The chief type of emphysema found in marijuana smokers was paraseptal, which damages tiny ducts connecting air sacs in the lungs. Marijuana smokers also had more airway inflammation.
And some men who smoked weed had a surprising side effect: 38% had enlarged breast tissue. That compared to 11% of tobacco smokers and 16% of nonsmokers.
Researchers found no difference in calcium buildup in the heart's main arteries between the two smoking groups. But they called the lung findings worrisome.
In emphysema, toxins deposited in small air sacs of the lungs that are responsible for the exchange of oxygen and carbon dioxide cause damage and create irreversible holes.
"You can't ever get normal lung tissue back there and that essentially impairs that gas exchange function," Revah said. "Early on patients may not have any symptoms, but over time as that emphysema progresses, then patients will start to have symptoms: coughing, wheezing, difficulty breathing."
While a majority of people with emphysema smoked at some time, not all smokers get emphysema.

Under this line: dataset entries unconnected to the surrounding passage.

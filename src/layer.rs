use crate::neuron::NeuronUnit;

use rand::Rng;

/// An ordered group of neurons sharing the same inputs.
///
/// A neuron's position here is the index the next layer's weights refer to.
#[derive(Clone, Debug, PartialEq, Serialize, Deserialize)]
#[serde(from = "RawLayer")]
pub struct Layer {
    neurons: Vec<NeuronUnit>,
    len: usize,
}

/// A serialized layer. Its width counter is ignored and recounted.
#[derive(Deserialize)]
struct RawLayer {
    neurons: Vec<NeuronUnit>,
}

impl From<RawLayer> for Layer {
    fn from(raw: RawLayer) -> Self {
        Layer {
            len: raw.neurons.len(),
            neurons: raw.neurons,
        }
    }
}

impl Layer {
    /// Initializes an input layer of `width` value holders.
    pub fn input(width: usize) -> Self {
        Layer {
            neurons: vec![NeuronUnit::input(); width],
            len: width,
        }
    }

    /// Initializes a new, untrained layer.
    ///
    /// Arguments:
    ///
    ///  * `width` - the number of neurons in the layer.
    ///  * `inputs` - the width of the previous layer.
    pub fn random<R: Rng + ?Sized>(width: usize, inputs: usize, rng: &mut R) -> Self {
        Layer {
            neurons: (0..width).map(|_| NeuronUnit::random(inputs, rng)).collect(),
            len: width,
        }
    }

    /// Returns the number of neurons in this layer.
    pub fn len(&self) -> usize {
        self.len
    }

    pub fn is_empty(&self) -> bool {
        self.len == 0
    }

    pub fn neurons(&self) -> &[NeuronUnit] {
        &self.neurons
    }

    pub(crate) fn neurons_mut(&mut self) -> &mut [NeuronUnit] {
        &mut self.neurons
    }

    /// Returns the cached activation of every neuron, in order.
    pub fn values(&self) -> Vec<f64> {
        self.neurons.iter().map(|n| n.value).collect()
    }
}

About 20% will, and the more someone smokes, the more the risk rises. It is also affected by genetics and environment, Revah said.
So, why would marijuana smokers' lungs show more damage?
Chalk it up at least in part to differences in how weed and tobacco are used.
Tobacco cigarettes are often filtered, while marijuana is typically smoked without filters. As a result, more particles may be deposited in the airways, Revah said. Weed smokers also tend to take a bigger puff and hold it in longer before exhaling.
"That can lead to micro trauma to those air spaces," she said.
Determining marijuana's impact on emphysema rates will require large, population-based studies, Revah said.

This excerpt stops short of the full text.